About this task
From the material below, list every line containing "filename".

Information supplied
<<<<

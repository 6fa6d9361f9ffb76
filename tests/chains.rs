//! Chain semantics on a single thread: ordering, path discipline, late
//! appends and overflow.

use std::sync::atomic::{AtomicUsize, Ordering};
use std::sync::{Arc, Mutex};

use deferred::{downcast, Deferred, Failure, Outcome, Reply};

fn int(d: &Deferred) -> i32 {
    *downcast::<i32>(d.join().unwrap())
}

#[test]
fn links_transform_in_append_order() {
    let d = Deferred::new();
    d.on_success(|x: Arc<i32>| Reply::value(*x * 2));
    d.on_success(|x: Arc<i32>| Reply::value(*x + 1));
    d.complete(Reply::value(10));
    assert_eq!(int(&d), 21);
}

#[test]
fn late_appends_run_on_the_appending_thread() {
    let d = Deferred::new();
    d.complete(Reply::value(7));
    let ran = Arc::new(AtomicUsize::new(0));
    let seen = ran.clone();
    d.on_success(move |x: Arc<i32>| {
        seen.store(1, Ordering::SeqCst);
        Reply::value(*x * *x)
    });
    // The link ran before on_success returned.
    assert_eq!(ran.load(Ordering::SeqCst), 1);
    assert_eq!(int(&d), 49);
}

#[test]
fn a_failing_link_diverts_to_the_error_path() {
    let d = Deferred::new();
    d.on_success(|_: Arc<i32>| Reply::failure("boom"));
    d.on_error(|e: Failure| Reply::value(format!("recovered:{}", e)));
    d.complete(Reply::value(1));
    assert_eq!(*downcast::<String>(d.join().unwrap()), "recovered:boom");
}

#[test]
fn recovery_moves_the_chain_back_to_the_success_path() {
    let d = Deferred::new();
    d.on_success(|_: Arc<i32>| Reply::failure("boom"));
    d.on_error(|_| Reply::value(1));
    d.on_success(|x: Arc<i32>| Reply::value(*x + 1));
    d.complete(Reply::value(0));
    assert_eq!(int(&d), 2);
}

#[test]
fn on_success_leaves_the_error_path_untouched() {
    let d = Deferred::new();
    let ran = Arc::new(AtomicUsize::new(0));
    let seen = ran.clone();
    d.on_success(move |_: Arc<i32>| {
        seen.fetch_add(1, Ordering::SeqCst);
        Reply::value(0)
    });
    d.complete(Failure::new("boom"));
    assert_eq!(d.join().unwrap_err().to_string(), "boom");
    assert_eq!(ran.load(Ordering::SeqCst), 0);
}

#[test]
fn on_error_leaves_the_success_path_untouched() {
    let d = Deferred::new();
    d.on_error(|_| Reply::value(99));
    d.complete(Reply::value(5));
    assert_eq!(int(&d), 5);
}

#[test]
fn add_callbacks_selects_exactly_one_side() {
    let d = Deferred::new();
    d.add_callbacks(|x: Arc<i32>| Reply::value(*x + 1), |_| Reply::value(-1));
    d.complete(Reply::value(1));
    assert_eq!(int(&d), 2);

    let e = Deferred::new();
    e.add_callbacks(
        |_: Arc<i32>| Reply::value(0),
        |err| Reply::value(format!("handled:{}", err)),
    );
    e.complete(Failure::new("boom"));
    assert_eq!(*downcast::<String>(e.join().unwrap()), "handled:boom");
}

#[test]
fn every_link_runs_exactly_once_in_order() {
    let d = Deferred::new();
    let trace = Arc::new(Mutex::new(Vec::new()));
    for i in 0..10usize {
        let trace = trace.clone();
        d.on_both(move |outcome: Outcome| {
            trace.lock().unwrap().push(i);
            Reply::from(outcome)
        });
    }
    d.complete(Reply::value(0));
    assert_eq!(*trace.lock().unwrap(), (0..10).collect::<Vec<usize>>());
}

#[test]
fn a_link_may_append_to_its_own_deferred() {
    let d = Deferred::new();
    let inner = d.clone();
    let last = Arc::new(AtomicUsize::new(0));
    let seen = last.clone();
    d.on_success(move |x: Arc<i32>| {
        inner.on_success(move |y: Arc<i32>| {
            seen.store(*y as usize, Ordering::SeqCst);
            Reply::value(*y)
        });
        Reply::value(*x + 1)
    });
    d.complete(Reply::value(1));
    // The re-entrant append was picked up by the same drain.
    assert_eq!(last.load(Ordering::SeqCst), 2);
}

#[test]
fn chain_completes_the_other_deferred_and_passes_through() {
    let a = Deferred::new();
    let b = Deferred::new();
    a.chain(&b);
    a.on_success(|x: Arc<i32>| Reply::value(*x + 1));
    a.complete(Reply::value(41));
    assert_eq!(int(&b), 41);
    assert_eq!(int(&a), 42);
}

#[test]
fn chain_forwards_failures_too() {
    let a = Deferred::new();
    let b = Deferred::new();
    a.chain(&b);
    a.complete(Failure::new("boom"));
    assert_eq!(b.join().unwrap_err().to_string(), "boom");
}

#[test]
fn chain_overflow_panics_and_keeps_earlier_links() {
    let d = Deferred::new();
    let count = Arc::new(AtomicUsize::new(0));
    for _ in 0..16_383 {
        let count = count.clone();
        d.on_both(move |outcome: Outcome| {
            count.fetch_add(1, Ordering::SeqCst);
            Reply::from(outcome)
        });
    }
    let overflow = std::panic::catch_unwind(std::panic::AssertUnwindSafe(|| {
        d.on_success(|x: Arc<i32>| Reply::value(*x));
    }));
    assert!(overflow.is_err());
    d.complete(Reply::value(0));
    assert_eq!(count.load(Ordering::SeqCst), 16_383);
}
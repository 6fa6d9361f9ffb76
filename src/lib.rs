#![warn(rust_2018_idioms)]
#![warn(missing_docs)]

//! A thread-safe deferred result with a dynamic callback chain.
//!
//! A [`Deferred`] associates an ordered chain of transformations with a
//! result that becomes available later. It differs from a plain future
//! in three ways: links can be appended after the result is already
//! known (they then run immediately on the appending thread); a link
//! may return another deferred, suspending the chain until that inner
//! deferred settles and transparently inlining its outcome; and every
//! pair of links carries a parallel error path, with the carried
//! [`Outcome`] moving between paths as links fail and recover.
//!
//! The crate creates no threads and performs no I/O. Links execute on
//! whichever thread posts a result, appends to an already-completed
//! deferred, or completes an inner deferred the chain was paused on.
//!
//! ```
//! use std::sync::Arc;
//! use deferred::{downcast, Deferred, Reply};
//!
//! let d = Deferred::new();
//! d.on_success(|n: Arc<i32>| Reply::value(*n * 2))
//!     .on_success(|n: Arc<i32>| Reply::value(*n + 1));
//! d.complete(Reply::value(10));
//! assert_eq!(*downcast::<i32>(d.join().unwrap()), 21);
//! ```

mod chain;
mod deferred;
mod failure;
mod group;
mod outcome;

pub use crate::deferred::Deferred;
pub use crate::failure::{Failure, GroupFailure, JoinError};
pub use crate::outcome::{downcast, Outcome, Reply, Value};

>>>>

Response area
filename tests/chains.rs
filename src/lib.rs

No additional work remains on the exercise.